The Perl Toolchain Summit needs more sponsors. If your company depends on Perl, please support this very important event.

NAME

Metabolomics::Fragment::Annotation - Perl extension for fragment annotation in metabolomics

VERSION

Version 0.6.4 - POD Update, multiAnnotation support in matching algo and writers, PeakForest REST API integration, supporting CSV and TSV as inputs (sniffer), HTML outputs

SYNOPSIS

Note that this documentation is intended as a reference to the module.
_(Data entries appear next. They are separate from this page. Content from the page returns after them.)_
use std::cell::Cell;

use eyre::Result;
use ndarray::{array, Array1, Array2};
use tmaxopt::prelude::*;

/// `sum_p (x_p - t_p)^2` with one degree of freedom per timepoint, `t_p` taken from the LVP series
#[derive(Default)]
struct Distance {
    solves: Cell<usize>,
    fail_from: Option<usize>,
    reject: bool,
    /// Rows of the strain traces, one per region when unset
    trace_regions: Option<usize>,
}

struct Term {
    timepoint: usize,
    residual: f64,
}

impl Block for Term {
    fn contribution(&self) -> f64 {
        self.residual * self.residual
    }

    fn adjoint(&self, seed: f64, grad: &mut [Array1<f64>]) -> Result<()> {
        grad[self.timepoint][0] += seed * 2.0 * self.residual;
        Ok(())
    }
}

impl ForwardModel for Distance {
    fn check(&self, _controls: &ControlSet, _problem: &ForwardProblem) -> Result<()> {
        if self.reject {
            return Err(TmaxError::Configuration("rejected".to_string()).into());
        }
        Ok(())
    }

    fn solve(
        &self,
        controls: &ControlSet,
        problem: &ForwardProblem,
        ctx: &mut DiffContext,
    ) -> Result<ForwardSolution> {
        let solves = self.solves.get() + 1;
        self.solves.set(solves);
        if self.fail_from.map_or(false, |n| solves >= n) {
            return Err(TmaxError::Convergence {
                timepoint: 1,
                iterations: 40,
                residual: 1e-3,
            }
            .into());
        }

        let nregions = self.trace_regions.unwrap_or(problem.geometry.regions().len());
        let mut trace = SimulationTrace::zeros(controls.len(), nregions);
        let mut objective = 0.0;
        for (p, field) in controls.iter().enumerate() {
            let residual = field.values()[0] - problem.targets.lvp()[p];
            objective += residual * residual;
            trace.lvp[p] = field.values()[0];
            trace.lvv[p] = problem.targets.lvv()[p];
            ctx.record(|| {
                Box::new(Term {
                    timepoint: p,
                    residual,
                }) as Box<dyn Block>
            });
        }
        Ok(ForwardSolution {
            state: Array1::zeros(0),
            objective,
            trace,
        })
    }
}

fn problem() -> ForwardProblem {
    let targets =
        TargetSeries::new(array![500.0, 1000.0, 1500.0], array![120.0, 90.0, 60.0], None, None)
            .unwrap();
    ForwardProblem::new(
        targets,
        Geometry::idealized(1, 1, 0.0).unwrap(),
        Default::default(),
    )
}

fn settings() -> Settings {
    let mut settings = Settings::default();
    settings.io.write = false;
    settings.simulation.lower_bound = 0.0;
    settings.simulation.upper_bound = 2000e3;
    settings.simulation.init_opt_val = 1e3;
    settings.optimizer.max_iterations = 50;
    settings.optimizer.pgtol = 1e-6;
    settings
}

#[test]
fn estimation_recovers_the_targets() -> Result<()> {
    let model = Distance::default();
    let result = fit_with(&model, &problem(), settings(), &SelfComm)?;

    assert!(result.converged(), "{}", result.status());
    assert!(result.iterations() <= 50);
    for (x, t) in result.controls().flatten().iter().zip([500.0, 1000.0, 1500.0]) {
        assert!((x - t).abs() < 1e-3, "{} != {}", x, t);
    }
    // Every optimizer evaluation plus the validation solve
    assert_eq!(model.solves.get(), result.evaluations() + 1);
    assert_eq!(result.summaries().len(), 3);
    Ok(())
}

#[test]
fn validation_reproduces_the_last_evaluation() -> Result<()> {
    let model = Distance::default();
    let problem = problem();
    let controls = ControlSet::init(
        3,
        FieldLayout::serial(1),
        1e3,
        ControlBounds::new(0.0, 2000e3)?,
        None,
    )?;
    let functional = ReducedFunctional::new(&model, &problem, controls, &SelfComm);
    functional.evaluate(&[700.0, 900.0, 1400.0])?;
    let last = functional.last_trace().unwrap();

    let trace = validate(&model, &functional.controls(), &problem)?;
    assert_eq!(trace.max_abs_diff(&last), 0.0);
    assert_eq!(trace.lvp, array![700.0, 900.0, 1400.0]);
    Ok(())
}

#[test]
fn result_trace_comes_from_the_optimized_controls() -> Result<()> {
    let model = Distance::default();
    let result = fit_with(&model, &problem(), settings(), &SelfComm)?;
    assert_eq!(
        result.trace().lvp.to_vec(),
        result.controls().flatten()
    );
    Ok(())
}

#[test]
fn configuration_errors_come_before_any_solve() {
    let model = Distance {
        reject: true,
        ..Distance::default()
    };
    let err = fit_with(&model, &problem(), settings(), &SelfComm).unwrap_err();
    assert!(matches!(
        err.downcast_ref::<TmaxError>(),
        Some(TmaxError::Configuration(_))
    ));
    assert_eq!(model.solves.get(), 0);
}

#[test]
fn mismatched_strain_targets_are_rejected() {
    let err = TargetSeries::new(
        array![500.0, 1000.0, 1500.0],
        array![120.0, 90.0, 60.0],
        Some(Array2::zeros((16, 2))),
        Some(Array2::zeros((16, 2))),
    )
    .unwrap_err();
    assert!(matches!(
        err.downcast_ref::<TmaxError>(),
        Some(TmaxError::Configuration(_))
    ));
}

#[test]
fn forward_failures_keep_their_type() {
    for fail_from in [1, 3] {
        let model = Distance {
            fail_from: Some(fail_from),
            ..Distance::default()
        };
        let err = fit_with(&model, &problem(), settings(), &SelfComm).unwrap_err();
        match err.downcast_ref::<TmaxError>() {
            Some(TmaxError::Convergence { timepoint, .. }) => assert_eq!(*timepoint, 1),
            other => panic!("unexpected error: {:?}", other),
        }
        assert_eq!(model.solves.get(), fail_from);
    }
}

#[test]
fn trace_of_the_wrong_shape_is_rejected() {
    let model = Distance {
        trace_regions: Some(0),
        ..Distance::default()
    };
    let err = fit_with(&model, &problem(), settings(), &SelfComm).unwrap_err();
    assert!(matches!(
        err.downcast_ref::<TmaxError>(),
        Some(TmaxError::Configuration(_))
    ));
}

#[test]
fn failed_evaluation_is_kept_in_the_debug_log() -> Result<()> {
    let folder = std::env::temp_dir().join(format!("tmaxopt-failed-{}", std::process::id()));
    let mut settings = settings();
    settings.io.write = true;
    settings.io.output_folder = folder.to_string_lossy().to_string();

    let model = Distance {
        fail_from: Some(3),
        ..Distance::default()
    };
    assert!(fit_with(&model, &problem(), settings, &SelfComm).is_err());

    let debug = Checkpoint::read(folder.join("Tmax_debug.npz"))?;
    // Three fields for each of the three evaluations, plus the latest three
    assert_eq!(debug.len(), 3 * 3 + 3);
    assert_eq!(debug.get("Tmax2_eval3"), debug.get("Tmax2"));
    std::fs::remove_dir_all(&folder).ok();
    Ok(())
}

#[test]
fn starting_at_the_optimum_costs_one_evaluation() -> Result<()> {
    let folder = std::env::temp_dir().join(format!("tmaxopt-optimum-{}", std::process::id()));
    let path = folder.join("init.npz");
    let mut checkpoint = Checkpoint::new();
    checkpoint.insert("Tmax0", array![500.0]);
    checkpoint.insert("Tmax1", array![1000.0]);
    checkpoint.insert("Tmax2", array![1500.0]);
    checkpoint.write(&path)?;

    let mut settings = settings();
    settings.io.init_file = Some(path.to_string_lossy().to_string());
    let model = Distance::default();
    let result = fit_with(&model, &problem(), settings, &SelfComm)?;

    assert!(result.converged());
    assert_eq!(result.evaluations(), 1);
    assert_eq!(result.controls().flatten(), vec![500.0, 1000.0, 1500.0]);
    std::fs::remove_dir_all(&folder).ok();
    Ok(())
}

#[test]
fn outputs_are_written_to_the_output_folder() -> Result<()> {
    let folder = std::env::temp_dir().join(format!("tmaxopt-outputs-{}", std::process::id()));
    let mut settings = settings();
    settings.io.write = true;
    settings.io.output_folder = folder.to_string_lossy().to_string();
    settings.io.debug_file = Some("Tmax_debug.npz".to_string());

    let model = Distance::default();
    let result = fit_with(&model, &problem(), settings, &SelfComm)?;
    result.write_outputs()?;

    for name in [
        "evaluations.csv",
        "Tmax_debug.npz",
        "Tmax_opt.npz",
        "pv_loop.csv",
        "tmax_summary.csv",
        "regional_Tmax.csv",
        "total_Strain.csv",
        "settings.json",
    ] {
        assert!(folder.join(name).exists(), "{} is missing", name);
    }

    let evaluations = std::fs::read_to_string(folder.join("evaluations.csv"))?;
    assert_eq!(evaluations.lines().count(), result.evaluations() + 1);

    let debug = Checkpoint::read(folder.join("Tmax_debug.npz"))?;
    assert_eq!(debug.len(), 3 * result.evaluations() + 3);

    let optimized = Checkpoint::read(folder.join("Tmax_opt.npz"))?;
    assert_eq!(optimized.len(), 3);
    assert_eq!(optimized.field(2)?[0], result.controls().flatten()[2]);
    std::fs::remove_dir_all(&folder).ok();
    Ok(())
}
        Metabolomics::Banks::MaConDa is allowing to build a contaminant database usefull to clean your LC-MS filtered peak list:
        
                my $oBank = Metabolomics::Banks::MaConDa->new() ;                       # init the bank object
                $oBank->getContaminantsExtensiveFromSource() ;                  # get theorical contaminants from the extensive version of MaConDa database
                $oNewBank->buildTheoPeakBankFromContaminants($queryMode) ;                      # build theorical bank (ION | NEUTRAL)
    
        Metabolomics::Banks::BloodExposome is giving access to a local Blood Exposome database (Cf publication here L<https://doi.org/10.1289/EHP4713>):
        
                my $oBank = Metabolomics::Banks::BloodExposome->new() ;                 # init the bank object
                $oBank->getMetabolitesFromSource($source) ;                     # get theorical metabolites from local database version
                $oBank->buildTheoPeakBankFromEntries($IonMode) ;                        # produce the new theorical bank depending of chosen acquisition mode
    
        Metabolomics::Banks::Knapsack is giving access to a local Knapsack database (Cf publication here L<https://doi.org/10.1093/pcp/pcr165>):
        
                my $oBank = Metabolomics::Banks::Knapsack->new() ;
                $oBank->getKSMetabolitesFromSource($source) ;
                $oBank->buildTheoPeakBankFromKnapsack($IonMode) ;
    
        Metabolomics::Banks::AbInitioFragments is used abinitio fragment, adduct and isotope annotation:
    
                my $oBank = Metabolomics::Banks::AbInitioFragments->new() ;                     # init the bank object
                $oBank->getFragmentsFromSource() ;                      # get theorical fragment/adduct/isotopes loses or adds
                $oBank->buildTheoPeakBankFromFragments($mzMolecule, $mode, $stateMolecule) ;                    # produce the new theorical bank from neutral (or not) molecule mass
                
        Metabolomics::Banks::PeakForest is giving access to any PeakForest database by its REST API
                
                my $oBank = Metabolomics::Banks::PeakForest->new(%PARAMS) ; # init the bank object with %PARAMS as DATABASE_URL, TOKEN, POLARITY, RESOLUTION
                $oBank->parsingMsFragmentsByCluster($expFile, $is_header, $col_Mzs, $col_Ints, $col_ClusterIds) ; # get fragments by cluster or pcgroup
                $oBank->buildSpectralBankFromPeakForest($column_code, $delta) ; # produce the new theorical bank querying REST API (GCMS part for this version)
                
                
        When resources are built, Metabolomics::Fragment::Annotation drives the annotation process:
                $oBank->parsingMsFragments($inputFile, $asHeader, $mzCol) ;                     # get exprimental mz listing to annotate
                my $oAnalysis = Metabolomics::Fragment::Annotation->new($oBank) ;                       # init analysis object
                $oAnalysis->compareExpMzToTheoMzList('PPM', $ppmError) ;                        # compare theorical bank vs experimental bank (Best hit only)
                $oAnalysis->compareExpMzToTheoMzListAllMatches('PPM', $delta) ;         # compare theorical bank vs experimental bank (supporting multi annotation)
                
                $oAnalysis->writeFullTabularWithPeakBankObject($expFile, $template, $tabular) ; # Write TSV enriched output with integrated input data
                $oAnalysis->writeTabularWithPeakBankObject($template, $tabular) ;                               # Write TSV enriched output
                $oAnalysis->writeHtmlWithSpectralBankObject($templateHTML, $htmlFile, $scores ) ; # Write Html enriched output

DESCRIPTION

Metabolomics::Fragment::Annotation is a full package for Perl dev allowing MS fragments annotation with ab initio database, contaminant and public metabolites ressources.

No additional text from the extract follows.